Way back in 1987, about two decades before Shinya Yamanaka would go on to identify four proteins that can reprogram skin cells into induced pluripotent stem cells (iPSCs), Harold Weintraub’s lab identified the first “master control” protein, MyoD, which can directly convert a skin cell into a muscle cell. Though MyoD opened up new approaches for teasing out the molecular mechanisms of a cell’s identity, it did not produce therapeutic paths for replacing muscle damaged by disease and injury.

That’s because MyoD-generated muscle cells are not amenable to a clinical setting. For a cell therapy to be viable, you need to manufacture large amounts of your product to treat many people. But these MyoD cells do not grow well enough to be effective to serve as a cell replacement therapy. Generating iPSC-derived muscle cells provides the potential of overcoming this limitation but the capacity of the embryonic stem cell-like iPSC for unlimited growth carries a risk of forming tumors after the transplanting iPSC-derived cell therapies into the muscle.

This image shows iMPCs stained for markers of muscle stem, progenitor and differentiated cells. iMPCs recapitulate muscle differentiation in a dish. Credit: Ori Bar-Nur and Mattia Gerli

A recent study in Stem Cell Reports, by Konrad Hochedlinger’s lab at Massachusetts General Hospital and the Harvard Stem Cell Institute, may provide a work around. The team came up with a recipe that calls for the temporary activation of MyoD in mouse skin cells, along with the addition of three molecules that boost cell reprogramming. The result? Cells they dubbed induced myogenic progenitor cells, or iMPCs, that can make self-sustaining copies of themselves and can be scaled up for manufacturing purposes. On top of that, they show that these iMPCs carry the hallmarks of muscle stem cells and generate muscle fibers when transplanted into mice with leg injuries without signs of tumor formation.

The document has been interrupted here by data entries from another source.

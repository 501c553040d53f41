use async_trait::async_trait;
use settle_core::payment::{PaymentGateway, PaymentIntent};
use settle_core::BoxError;
use std::collections::HashMap;
use std::sync::atomic::{AtomicUsize, Ordering};
use std::time::Duration;
use tokio::sync::Mutex;
use tracing::info;
use uuid::Uuid;

/// Provider stand-in that honours idempotency keys.
///
/// The first charge for a key creates a provider transaction; every repeat
/// returns that same transaction without charging again. Latency and
/// failures can be injected.
#[derive(Default)]
pub struct SandboxPaymentGateway {
    charges: Mutex<HashMap<String, String>>,
    attempts: AtomicUsize,
    pending_failures: AtomicUsize,
    latency: Option<Duration>,
}

impl SandboxPaymentGateway {
    pub fn new() -> Self {
        Self::default()
    }

    pub fn with_latency(latency: Duration) -> Self {
        Self { latency: Some(latency), ..Self::default() }
    }

    /// Decline the next `count` charge calls
    pub fn fail_next(&self, count: usize) {
        self.pending_failures.store(count, Ordering::SeqCst);
    }

    /// Every call to `charge`, including declined and repeated ones
    pub fn attempts(&self) -> usize {
        self.attempts.load(Ordering::SeqCst)
    }

    /// Real-world charges executed (one per idempotency key)
    pub async fn charge_count(&self) -> usize {
        self.charges.lock().await.len()
    }
}

#[async_trait]
impl PaymentGateway for SandboxPaymentGateway {
    async fn charge(&self, intent: &PaymentIntent) -> Result<String, BoxError> {
        self.attempts.fetch_add(1, Ordering::SeqCst);

        if let Some(latency) = self.latency {
            tokio::time::sleep(latency).await;
        }

        let declined = self
            .pending_failures
            .fetch_update(Ordering::SeqCst, Ordering::SeqCst, |n| n.checked_sub(1))
            .is_ok();
        if declined {
            return Err(format!("charge {} declined by provider", intent.idempotency_key).into());
        }

        if intent.amount <= 0 {
            return Err(format!("invalid charge amount {}", intent.amount).into());
        }

        let mut charges = self.charges.lock().await;
        let transaction_id = charges
            .entry(intent.idempotency_key.clone())
            .or_insert_with(|| {
                info!(
                    order_id = %intent.order_id,
                    amount = intent.amount,
                    currency = %intent.currency,
                    "Sandbox charge executed"
                );
                format!("sbx_{}", Uuid::new_v4().simple())
            })
            .clone();

        Ok(transaction_id)
    }
}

A lot of work still remains to be done, like confirming that these iMPCs truly have the same characteristics as muscle stem cells. But if everything pans out, the potential applications for people suffering from various muscle disorders and injuries is very exciting, as co-first author Mattia FM Gerli, PhD points out in a press release:

Mattia FM Gerli, PhD

“Patient-specific iMPCs could be used for personalized medicine by treating patients with their own genetically matched cells. If disease-causing mutations are known, as is the case in many muscular dystrophies, one could in principle repair the mutation in iMPCs prior to transplantation of the corrected cells back into the patient.”